How to start a conversation with a parent/carer
School staff may need to open up a conversation with a parent or carer about a range of topics that might be affecting their child’s ability to flourish and achieve in school. For example, concerns might arise about:
- A child’s mental health, wellbeing, progress in school or their safety
- Factors in a child’s family or community environment that may be affecting their wellbeing – e.g. risk factors such as family breakdown, being a young carer, or facing discrimination.
- Factors in school that might be affecting them – e.g. problems with peer relationships, bullying or academic stress
- A parent or carer’s mental health and wellbeing.
Whatever the concern, it is important that staff work in partnership with parents and carers to explore what might be challenging a child’s wellbeing, to help find solutions and to signpost them to help and specialist services where necessary.
Barriers to opening up a conversation with a parent/carer
Typical barriers that prevent school staff from starting up conversations with parents/carers include:
- lack of confidence and feeling inadequate
- fears about making things worse
- concern about the response they will receive, especially when talking about sensitive issues.
We also know that many parents struggle to talk to their own children about mental health. In a national parental survey (Time to Change 2015), for example, more than half of parents did not talk to their children about it. Reasons included not knowing how to address the issue and sometimes not recognising mental health problems as something that might be affecting their child. This survey concluded that talking about mental health is still seen as too awkward and that this needs to change.
What schools can do
Most schools try to build up friendly, respectful and welcoming interactions with parents before any serious conversations need to take place. Being at the school gate, getting to know parents and carers and having positive things to say about their child is vital.
However, there will always be some parents who find it difficult to engage because of their own mental health needs or negative attitudes towards school. Remember too that children will often reflect the attitudes and views of their parents.
Sometimes it will take patience and time and often the greatest effort is needed with parents who are the hardest to engage.
You do not have to be an expert to open up a difficult conversation or a discussion about mental health with a parent or carer:
- Your school should establish an inclusive and welcoming culture so that all parents/carers feel comfortable coming in to meet with school staff.
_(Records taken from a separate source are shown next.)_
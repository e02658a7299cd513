//! Migration zone and migration point detection.

use fm_core::angle_between_deg;
use fm_topology::{ApDevice, MigPointPolicy, MobileDevice};

use crate::{PositionCode, classify_position};

/// Angles within this many degrees of each other count as "the same side".
const HALF_PLANE_DEG: f64 = 90.0;

/// Tunables for the migration-point shapes.
#[derive(Clone, Debug, PartialEq)]
#[cfg_attr(feature = "serde", derive(serde::Serialize, serde::Deserialize))]
#[cfg_attr(feature = "serde", serde(default))]
pub struct LocalizationParams {
    /// `Heading`/`Outbound`: maximum deviation between the device heading and
    /// the zone's migration-point angle.
    pub angle_tolerance_deg: f64,
    /// `Boundary`: width of the band inside the zone edge that counts as the
    /// migration point.
    pub boundary_margin: f64,
}

impl Default for LocalizationParams {
    fn default() -> Self {
        Self { angle_tolerance_deg: 45.0, boundary_margin: 2.0 }
    }
}

/// Refresh `device.in_migration_zone` and `device.at_migration_point`
/// against `ap`.
///
/// `code` must be the result of [`classify_position`] for the same pair.
/// A device outside the zone is never at a migration point.  A stationary
/// device keeps its last heading.
pub fn update_zone_and_point(
    device: &mut MobileDevice,
    ap:     &ApDevice,
    code:   PositionCode,
    params: &LocalizationParams,
) {
    let dist = ap.coord.distance(device.coord);
    let in_zone = dist <= ap.zone.radius;

    let heading_ok = || {
        angle_between_deg(device.direction, ap.zone.point_angle_deg) <= params.angle_tolerance_deg
    };

    let at_point = in_zone
        && match device.mig_point_policy {
            MigPointPolicy::Heading => heading_ok(),
            MigPointPolicy::Outbound => {
                heading_ok()
                    && match ap.coord.bearing_to(device.coord) {
                        None => code == PositionCode::Same,
                        Some(b) => angle_between_deg(b, ap.zone.point_angle_deg) <= HALF_PLANE_DEG,
                    }
            }
            MigPointPolicy::Boundary => {
                dist >= ap.zone.radius - params.boundary_margin
                    && ap
                        .coord
                        .bearing_to(device.coord)
                        .is_some_and(|b| angle_between_deg(device.direction, b) <= HALF_PLANE_DEG)
            }
        };

    device.in_migration_zone = in_zone;
    device.at_migration_point = at_point;
}

/// Classify `device` against `ap` and refresh its flags in one step.
pub fn localize(device: &mut MobileDevice, ap: &ApDevice, params: &LocalizationParams) -> PositionCode {
    let code = classify_position(ap.coord, device.coord);
    update_zone_and_point(device, ap, code, params);
    code
}
//! `fm-core` — foundational types for the `fogmig` migration engine.
//!
//! This crate is a dependency of every other `fm-*` crate.  It has no `fm-*`
//! dependencies and only `thiserror` (plus optional `serde`) externally.
//!
//! # What lives here
//!
//! | Module    | Contents                                              |
//! |-----------|-------------------------------------------------------|
//! | [`ids`]   | `DeviceId`, `ApId`, `ServerId`                        |
//! | [`geo`]   | `Coordinate`, bearing and heading helpers             |
//! | [`time`]  | `Tick`, `SimClock`, `SimConfig`                       |
//! | [`error`] | `CoreError`, `CoreResult`                             |
//!
//! # Feature flags
//!
//! | Flag    | Effect                                                     |
//! |---------|------------------------------------------------------------|
//! | `serde` | Adds `Serialize`/`Deserialize` to all public types.        |

pub mod error;
pub mod geo;
pub mod ids;
pub mod time;

#[cfg(test)]
mod tests;

// ── Re-exports ────────────────────────────────────────────────────────────────

pub use error::{CoreError, CoreResult, ensure_finite};
pub use geo::{Coordinate, angle_between_deg, normalize_deg};
pub use ids::{ApId, DeviceId, ServerId};
pub use time::{SimClock, SimConfig, Tick};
- Before meeting with parents/carers, discuss any concerns with your school’s pastoral, SEND or designated safeguarding lead (DSL). Alternatively, liaise with your school counsellor or mental health professional (if you have one).
- Focus with parents/carers on your shared commitment to promote the best interests of their child. Parents have often described discussions about their children’s progress as a prompt for also thinking about, disclosing and addressing their own difficulties.
- Before the meeting consider carefully its purpose and how it will ultimately benefit the child. Discussing it beforehand with colleagues can be helpful. Contentious meetings might benefit from two members of staff being present.
- Make the purpose of the meeting clear and get to the point quickly.
- Invite the parent/carer to bring a friend or supporter with them. Many parents feel intimidated by school meetings.
- Start – and finish – the conversation with something positive.
- Do not make any attempt at a medical diagnosis.
- Be compassionate, warm and respectful.
- Acknowledge the parent/carer’s feelings and any problems rather than offer immediate solutions.
- Listen without interrupting; make eye contact if appropriate; show with your body language that you are focusing on them and what they have to say. Note what their body language is saying and what may be being left unsaid. Let them talk until they are finished. All of this will help you understand more fully what is going on.
- Respect cultural differences. Remember that different cultures have different norms regarding personal space, eye contact, etc.
- Encourage parents/carers to talk about any concerns they may have. Talk about your concerns and ask them for their thoughts, advice and possible solutions.
- Don’t personalise parents’/carers’ responses or react to criticism; accept that when raising difficult subjects, many parents may initially feel defensive, blamed, hurt or guilty. Listen and keep your attention on the joint aim of wanting to help their child move forward.
- Manage your own emotions before, during and after the meeting.
- Don’t use ‘teacher speak’, long words or educational jargon.
- Resolve and summarise: be willing to find a different solution to the one you had in mind. Agree a collaborative plan for next steps. Sum up what’s been agreed, be prepared to guide parents through the process and get help for their child or themselves.
- Thank the parent/carer for coming in.
- If you have a counsellor or mental health professional in your school, suggest that you can arrange for a parent or carer to meet them if there is a need to refer their child for mental health support.
- If a child in your class is referred to an external agency (such as specialist Child and Adolescent Mental Health Services – CAMHS), make sure that someone from school (school counsellor, class teacher, SEND lead etc.) is in regular contact with that agency so that the school can support any treatment plan and staff know how to implement it. Make sure there is regular contact with parents/carers about the referral.
- If parents/carers disclose personal difficulties and are open to getting help to promote their own mental health, consult your pastoral or SEND lead, school nurse (or school counsellor or mental health professional – if you have one). You could also signpost them to national advice helplines (see resources below) and local services; encourage them to refer themselves to local NHS talking therapies, or encourage them to go to their local GP.
- Keep talking to the parent/carer regularly to build the relationship outside of any formal meetings.